Friday, April 07, 2006

How I got this way

Everyone keeps asking how I got this way. Here’s how.

I was diagnosed with DDD some years ago, and pretty much ignored it, continuing to exercise: yoga, pilates, weights, swimming, cardio. The last three years or so, I began to notice some changes. An hour of shopping or just strolling around would leave me with a dull throbbing ache in my back, hips and thighs. It was like this long-line girdle of pain. Sitting through a movie or Philharmonic concert required near constant shifting and fidgeting, trying to find a nonexistent comfortable position. It was not so much pain as intense discomfort, pressure building up and up like a balloon filling with air, stretched tight, about to pop, yet no matter how I tried to move to relieve it, it stayed taut.

Last summer I’m invited to spend the evening in Bryant Park watching a screening of Jaws. I’m in agony that night; there’s no chairs allowed and no way I can get comfortable on the ground, so I sit, knotted up on the hard ground in a sea of people, unable to stretch out, stand up, or even to excuse myself and leave gracefully. I spend the next day, my birthday, in pain and unable to stand upright.

Then in October, I’m at the dentist’s office. He tells me to sit up and rinse. Doing so, I feel a tug in my back. I’m in pain, shooting down my legs, and unable to stand upright for two weeks. I get better, and I’m walking straight and exercising again, but it scares me and this is when I call Dr. Balderston. Armed with my recent MRI, a CT scan on my neck, a discogram from two years ago and every xray I’ve had from the last 19 years I head to Philly and hope.

Dr. Balderston is sympathetic, optimistic. He suggests a new discogram, hoping, I assume, that the pain is originating from one disc, in which case I’ll be eligible for a single disc replacement. Ten days after the test, in late January, I have a follow up visit. I see the doctor that did the discogram first. He’s arrogant and curt, telling me my only option is to have the rest of my spine fused, “and that’s unfortunate.” Balderston comes in all grim and serious. He says I have four discs moving abnormally and there is a new surgery to replace one or more discs and fuse the other two, but I should wait till the pain is really bad, till the bent-overness and throbbing legs are the norm, then have the surgery.
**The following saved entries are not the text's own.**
use clap::ArgMatches;
use flagdeck_api_models::{CreateFlagRequest, Flag, PatchOperation, SettingType};

use super::{args, json_option, or_dash, print_list, product_scope};
use crate::api::ApiClient;
use crate::cancel::Cancellation;
use crate::context::ExecutionContext;
use crate::error::{CliError, CliResult};
use crate::tree::{Affinity, CommandDescriptor, HandlerFuture, InlineCommand, OptionSpec};

const CONFIG_ID_ARG: &str = "config-id";
const FLAG_ID_ARG: &str = "flag-id";
const TAG_NAME_ARG: &str = "tag-name";
const TAG_IDS_ARG: &str = "tag-ids";
const KEY_ARG: &str = "key";
const NAME_ARG: &str = "name";
const HINT_ARG: &str = "hint";
const TYPE_ARG: &str = "type";

/// `--flag-id` option shared by every flag subcommand.
pub(crate) fn flag_id_option(about: &'static str) -> OptionSpec {
    OptionSpec::value(FLAG_ID_ARG, about)
        .short('i')
        .alias("setting-id")
        .required()
}

/// Value of `--flag-id`.
pub(crate) fn flag_id(args: &ArgMatches) -> CliResult<i64> {
    args::id(args, FLAG_ID_ARG)
}

pub(crate) fn descriptor() -> CommandDescriptor {
    CommandDescriptor::new("flag", "Manage feature flags", Affinity::ChildOf(&[]))
        .alias("setting")
        .alias("f")
        .inline(
            InlineCommand::new("ls", "List flags", list)
                .option(OptionSpec::value(CONFIG_ID_ARG, "Only list flags of this config").short('c'))
                .option(OptionSpec::value(TAG_NAME_ARG, "Only list flags carrying this tag").short('n'))
                .option(json_option()),
        )
        .inline(
            InlineCommand::new("create", "Create a flag", create)
                .alias("cr")
                .option(
                    OptionSpec::value(CONFIG_ID_ARG, "Config owning the flag")
                        .short('c')
                        .required(),
                )
                .option(OptionSpec::value(KEY_ARG, "Key used by SDKs").short('k').required())
                .option(OptionSpec::value(NAME_ARG, "Display name").short('n').required())
                .option(
                    OptionSpec::value(TYPE_ARG, "Value type: boolean, string, int or double")
                        .short('t')
                        .required(),
                )
                .option(OptionSpec::value(HINT_ARG, "Hint shown in the dashboard").short('H'))
                .option(OptionSpec::many(TAG_IDS_ARG, "Tags to attach").short('g')),
        )
        .inline(
            InlineCommand::new("update", "Rename a flag or change its hint", update)
                .alias("up")
                .option(flag_id_option("Flag to update"))
                .option(OptionSpec::value(NAME_ARG, "New display name").short('n'))
                .option(OptionSpec::value(HINT_ARG, "New hint").short('H')),
        )
        .inline(InlineCommand::new("rm", "Delete a flag", remove).option(flag_id_option("Flag to delete")))
        .inline(
            InlineCommand::new("attach", "Attach tags to a flag", attach)
                .alias("at")
                .option(flag_id_option("Flag to tag"))
                .option(OptionSpec::many(TAG_IDS_ARG, "Tags to attach").short('g').required()),
        )
        .inline(
            InlineCommand::new("detach", "Detach tags from a flag", detach)
                .alias("dt")
                .option(flag_id_option("Flag to untag"))
                .option(OptionSpec::many(TAG_IDS_ARG, "Tags to detach").short('g').required()),
        )
}

fn list<'a>(
    args: &'a ArgMatches,
    ctx: &'a ExecutionContext,
    cancel: &'a Cancellation,
) -> HandlerFuture<'a> {
    Box::pin(async move {
        let client = ApiClient::new(ctx, cancel)?;
        let config_ids = match args::optional(args, CONFIG_ID_ARG) {
            Some(config_id) => vec![config_id.to_string()],
            None => {
                let mut config_ids = Vec::new();
                for product_id in product_scope(&client, args).await? {
                    config_ids.extend(
                        client
                            .list_configs(&product_id)
                            .await?
                            .into_iter()
                            .map(|config| config.config_id),
                    );
                }
                config_ids
            }
        };

        let mut flags = Vec::new();
        for config_id in &config_ids {
            flags.extend(client.list_flags(config_id).await?);
        }
        if let Some(tag_name) = args::optional(args, TAG_NAME_ARG) {
            flags.retain(|flag| has_tag(flag, tag_name));
        }

        print_list(
            args,
            ctx,
            &flags,
            &["ID", "KEY", "NAME", "TYPE", "TAGS", "HINT"],
            |flag: &Flag| {
                vec![
                    flag.setting_id.to_string(),
                    flag.key.clone(),
                    flag.name.clone(),
                    flag.setting_type.as_str().to_string(),
                    tag_names(flag),
                    or_dash(flag.hint.as_deref()),
                ]
            },
        )
    })
}

fn create<'a>(
    args: &'a ArgMatches,
    ctx: &'a ExecutionContext,
    cancel: &'a Cancellation,
) -> HandlerFuture<'a> {
    Box::pin(async move {
        let config_id = args::required(args, CONFIG_ID_ARG)?;
        let raw_type = args::required(args, TYPE_ARG)?;
        let setting_type = SettingType::parse(raw_type).ok_or_else(|| {
            CliError::validation(format!(
                "Invalid type '{raw_type}', expected boolean, string, int or double."
            ))
        })?;
        let request = CreateFlagRequest {
            key: args::required(args, KEY_ARG)?.to_string(),
            name: args::required(args, NAME_ARG)?.to_string(),
            hint: args::optional(args, HINT_ARG).map(str::to_string),
            setting_type,
            tag_ids: args::ids(args, TAG_IDS_ARG)?,
        };
        let flag = ApiClient::new(ctx, cancel)?
            .create_flag(config_id, &request)
            .await?;
        ctx.output().write_line(&flag.setting_id.to_string());
        Ok(())
    })
}

fn update<'a>(
    args: &'a ArgMatches,
    ctx: &'a ExecutionContext,
    cancel: &'a Cancellation,
) -> HandlerFuture<'a> {
    Box::pin(async move {
        let flag_id = flag_id(args)?;
        let operations: Vec<PatchOperation> = [("/name", NAME_ARG), ("/hint", HINT_ARG)]
            .into_iter()
            .filter_map(|(path, name)| {
                args::optional(args, name).map(|value| PatchOperation::replace(path, value))
            })
            .collect();
        if operations.is_empty() {
            return Err(CliError::validation("Nothing to update, pass --name or --hint."));
        }

        ApiClient::new(ctx, cancel)?
            .patch_flag(flag_id, &operations, "Updating Flag")
            .await
            .map(|_| ())
    })
}

fn remove<'a>(
    args: &'a ArgMatches,
    ctx: &'a ExecutionContext,
    cancel: &'a Cancellation,
) -> HandlerFuture<'a> {
    Box::pin(async move {
        let flag_id = flag_id(args)?;
        ApiClient::new(ctx, cancel)?.delete_flag(flag_id).await
    })
}

fn attach<'a>(
    args: &'a ArgMatches,
    ctx: &'a ExecutionContext,
    cancel: &'a Cancellation,
) -> HandlerFuture<'a> {
    Box::pin(async move {
        let flag_id = flag_id(args)?;
        let tag_ids = args::ids(args, TAG_IDS_ARG)?;
        let client = ApiClient::new(ctx, cancel)?;
        let flag = client.get_flag(flag_id).await?;

        let operations = attach_operations(&flag, &tag_ids);
        if operations.is_empty() {
            ctx.output().write_line("Tags are already attached.");
            return Ok(());
        }
        client
            .patch_flag(flag_id, &operations, "Attaching Tags")
            .await
            .map(|_| ())
    })
}

fn detach<'a>(
    args: &'a ArgMatches,
    ctx: &'a ExecutionContext,
    cancel: &'a Cancellation,
) -> HandlerFuture<'a> {
    Box::pin(async move {
        let flag_id = flag_id(args)?;
        let tag_ids = args::ids(args, TAG_IDS_ARG)?;
        let client = ApiClient::new(ctx, cancel)?;
        let flag = client.get_flag(flag_id).await?;

        let operations = detach_operations(&flag, &tag_ids);
        if operations.is_empty() {
            ctx.output().write_line("None of the tags are attached.");
            return Ok(());
        }
        client
            .patch_flag(flag_id, &operations, "Detaching Tags")
            .await
            .map(|_| ())
    })
}

/// `add` operations for tags not yet on the flag, in argument order.
fn attach_operations(flag: &Flag, tag_ids: &[i64]) -> Vec<PatchOperation> {
    let mut seen = Vec::new();
    tag_ids
        .iter()
        .copied()
        .filter(|id| !flag.tags.iter().any(|tag| tag.tag_id == *id))
        .filter(|id| {
            let fresh = !seen.contains(id);
            seen.push(*id);
            fresh
        })
        .map(|id| PatchOperation::add("/tags/-", id))
        .collect()
}

/// `remove` operations for attached tags, highest index first so earlier
/// removals do not shift later ones.
fn detach_operations(flag: &Flag, tag_ids: &[i64]) -> Vec<PatchOperation> {
    flag.tags
        .iter()
        .enumerate()
        .rev()
        .filter(|(_, tag)| tag_ids.contains(&tag.tag_id))
        .map(|(index, _)| PatchOperation::remove(format!("/tags/{index}")))
        .collect()
}

fn has_tag(flag: &Flag, tag_name: &str) -> bool {
    flag.tags
        .iter()
        .any(|tag| tag.name.eq_ignore_ascii_case(tag_name))
}

fn tag_names(flag: &Flag) -> String {
    if flag.tags.is_empty() {
        return "-".to_string();
    }
    flag.tags
        .iter()
        .map(|tag| tag.name.as_str())
        .collect::<Vec<_>>()
        .join(",")
}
A few years down the road, he says.

I get a bit better, then it all gets worse again. I can’t turn over in bed without holding on to the headboard. I need Tyler to help me sit down on the toilet. One day walking Tony, I collapse on the sidewalk in pain. More than once, Tyler finds me in the bathroom in the middle of the night, on the toilet, contorted and in so much pain I can’t relax enough to start the urine flow and the pain leaving me breathless so I can’t call out to him, can’t say, “Honey? Help me, help me get off the fucking toilet.”

It’s suspected (after some blood tests and an inconclusive MRI) that I may have a disc infection. After a week of IV antibiotics and more tests, I’m released, sent home with prescriptions for Demerol and physical therapy. I make no progress to speak of; the nerve pain goes away, the spasms stay. Then the spasms are gone but the pounding in my legs, hips and back returns. I try to swim, the pain is excruciating.

On our visit on Tuesday, my stomach does a flop when I see my xrays: there’s no space at all between the discs, flat as an iron, bone on bone. This is why I can’t stand up straight, why it feels like my stomach muscles are struggling to keep me from crumpling over and why I’m out of breath all the time from the sheer effort of holding myself partially upright. The first thing I say to him is “you said this would happen in a few years, not weeks.” He nods, reading my file.

We ask him how I got this way. He answers confidently that it is a combination of three factors: bad luck (the scoliosis), genetics and age. He seems equally confident that I’ll be able to have the surgery in the next few months, pending final FDA approval and the ok from the insurance company. At this point, I don’t much think about how I got this way, I’m trying to look forward to never being like this again.

2 Comments:

Blogger J. said...

Shit!

Hope you feel better soon, honey!

3:23 PM  
Anonymous Anonymous said...

Good luck with your recovery. It's terrible when you cross that line of not being able to walk or stand up. Anything less than that is bearable because, despite the pain, you can still do things - but being immobilised is scary.